聖人ぶった道徳や、人為的で小賢しい知恵を捨て去ること。『老子』では、権威的な道徳や作為的な知識を取り除き、人々が素朴で自然なあり方に戻れば、かえって民の利益になるという考えを表す。単に学問や知性を否定する意味ではない。

由来

中国の思想書『老子』第十九章にある「絶聖棄智、民利百倍(聖を絶ち智を棄つれば、民の利は百倍す)」に基づく。『老子』は春秋戦国時代に成立し、一般に紀元前4〜3世紀ごろに編纂されたと考えられている。聖人・賢者を立てて道徳を押しつけることや、作為的な知恵を捨てるべきだという老荘思想を示す語である。

備考

主に老荘思想や中国思想を論じる文脈で用いる。

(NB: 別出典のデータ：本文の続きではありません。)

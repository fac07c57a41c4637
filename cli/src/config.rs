// Configuration management for the dsdv-mesh CLI
//
// Cross-platform config stored in:
// - macOS: ~/Library/Application Support/dsdv-mesh/config.json
// - Linux: ~/.config/dsdv-mesh/config.json
// - Windows: %APPDATA%\dsdv-mesh\config.json

use anyhow::{Context, Result};
use clap::ValueEnum;
use dsdv_mesh_core::NodeConfig;
use serde::{Deserialize, Serialize};
use std::fmt;
use std::path::{Path, PathBuf};

/// How simulated nodes are linked
#[derive(Debug, Clone, Copy, PartialEq, Eq, Serialize, Deserialize, ValueEnum)]
#[serde(rename_all = "lowercase")]
pub enum Topology {
    /// Each node hears only its predecessor and successor
    Line,
    /// A line whose ends are linked
    Ring,
    /// Every node hears every other node
    Full,
}

impl fmt::Display for Topology {
    fn fmt(&self, f: &mut fmt::Formatter<'_>) -> fmt::Result {
        match self {
            Topology::Line => write!(f, "line"),
            Topology::Ring => write!(f, "ring"),
            Topology::Full => write!(f, "full"),
        }
    }
}

#[derive(Debug, Clone, PartialEq, Eq, Serialize, Deserialize)]
#[serde(default)]
pub struct Config {
    /// Protocol constants applied to every simulated node
    pub node: NodeConfig,

    /// Simulation defaults, overridable on the command line
    pub simulation: SimulationConfig,
}

#[derive(Debug, Clone, PartialEq, Eq, Serialize, Deserialize)]
#[serde(default)]
pub struct SimulationConfig {
    pub nodes: usize,
    pub topology: Topology,
    pub periods: u64,
}

impl Default for Config {
    fn default() -> Self {
        Self {
            node: NodeConfig {
                broadcast_period_ms: 1000,
                ..NodeConfig::default()
            },
            simulation: SimulationConfig::default(),
        }
    }
}

impl Default for SimulationConfig {
    fn default() -> Self {
        Self {
            nodes: 4,
            topology: Topology::Line,
            periods: 5,
        }
    }
}

impl Config {
    /// Get the config directory path (cross-platform)
    pub fn config_dir() -> Result<PathBuf> {
        let config_dir = dirs::config_dir()
            .context("Failed to determine config directory")?
            .join("dsdv-mesh");

        std::fs::create_dir_all(&config_dir).context("Failed to create config directory")?;

        Ok(config_dir)
    }

    /// Get the config file path
    pub fn config_file() -> Result<PathBuf> {
        Ok(Self::config_dir()?.join("config.json"))
    }

    /// Load config from the default location, creating it if missing
    pub fn load() -> Result<Self> {
        Self::load_from(&Self::config_file()?)
    }

    pub fn load_from(path: &Path) -> Result<Self> {
        if path.exists() {
            let contents = std::fs::read_to_string(path).context("Failed to read config file")?;
            let config: Config =
                serde_json::from_str(&contents).context("Failed to parse config file")?;
            Ok(config)
        } else {
            let config = Config::default();
            config.save_to(path)?;
            Ok(config)
        }
    }

    pub fn save(&self) -> Result<()> {
        self.save_to(&Self::config_file()?)
    }

    pub fn save_to(&self, path: &Path) -> Result<()> {
        let contents = serde_json::to_string_pretty(self).context("Failed to serialize config")?;
        std::fs::write(path, contents).context("Failed to write config file")?;
        Ok(())
    }

    /// Set a config value, rejecting combinations the node would refuse
    ///
    /// The caller persists the result.
    pub fn set(&mut self, key: &str, value: &str) -> Result<()> {
        let mut updated = self.clone();
        match key {
            "table_capacity" => {
                updated.node.table_capacity = value.parse().context("Invalid number")?;
            }
            "broadcast_period_ms" => {
                updated.node.broadcast_period_ms = value.parse().context("Invalid number")?;
            }
            "max_datagram_size" => {
                updated.node.max_datagram_size = value.parse().context("Invalid number")?;
            }
            "event_queue_capacity" => {
                updated.node.event_queue_capacity = value.parse().context("Invalid number")?;
            }
            "command_queue_capacity" => {
                updated.node.command_queue_capacity = value.parse().context("Invalid number")?;
            }
            "notification_queue_capacity" => {
                updated.node.notification_queue_capacity =
                    value.parse().context("Invalid number")?;
            }
            "nodes" => {
                updated.simulation.nodes = value.parse().context("Invalid number")?;
            }
            "topology" => {
                updated.simulation.topology = Topology::from_str(value, true)
                    .map_err(|_| anyhow::anyhow!("Invalid topology: {}", value))?;
            }
            "periods" => {
                updated.simulation.periods = value.parse().context("Invalid number")?;
            }
            _ => anyhow::bail!("Unknown config key: {}", key),
        }

        updated
            .node
            .validate()
            .with_context(|| format!("Rejected {} = {}", key, value))?;
        *self = updated;
        Ok(())
    }

    /// List all config values
    pub fn list(&self) -> Vec<(String, String)> {
        vec![
            ("table_capacity".to_string(), self.node.table_capacity.to_string()),
            (
                "broadcast_period_ms".to_string(),
                self.node.broadcast_period_ms.to_string(),
            ),
            (
                "max_datagram_size".to_string(),
                self.node.max_datagram_size.to_string(),
            ),
            (
                "event_queue_capacity".to_string(),
                self.node.event_queue_capacity.to_string(),
            ),
            (
                "command_queue_capacity".to_string(),
                self.node.command_queue_capacity.to_string(),
            ),
            (
                "notification_queue_capacity".to_string(),
                self.node.notification_queue_capacity.to_string(),
            ),
            ("nodes".to_string(), self.simulation.nodes.to_string()),
            ("topology".to_string(), self.simulation.topology.to_string()),
            ("periods".to_string(), self.simulation.periods.to_string()),
        ]
    }
}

現代日本語の日常会話ではまれであり、「知識や学問そのものを捨てる」という単純な意味に解さないよう注意が必要。

誤用・混同注意

  • 「絶聖棄知」と書くのは誤り。正しくは、知恵を表す「智」を用いて「絶聖棄智」とする。

例文

  • 老子の「絶聖棄智」は、作為的な知恵や権威を退ける思想を示している。
  • 彼は絶聖棄智の考えに共鳴し、知識をひけらかすよりも自然体で暮らすことを大切にした。
  • この評論は、絶聖棄智の思想を手がかりに、現代社会の過度な競争を批判している。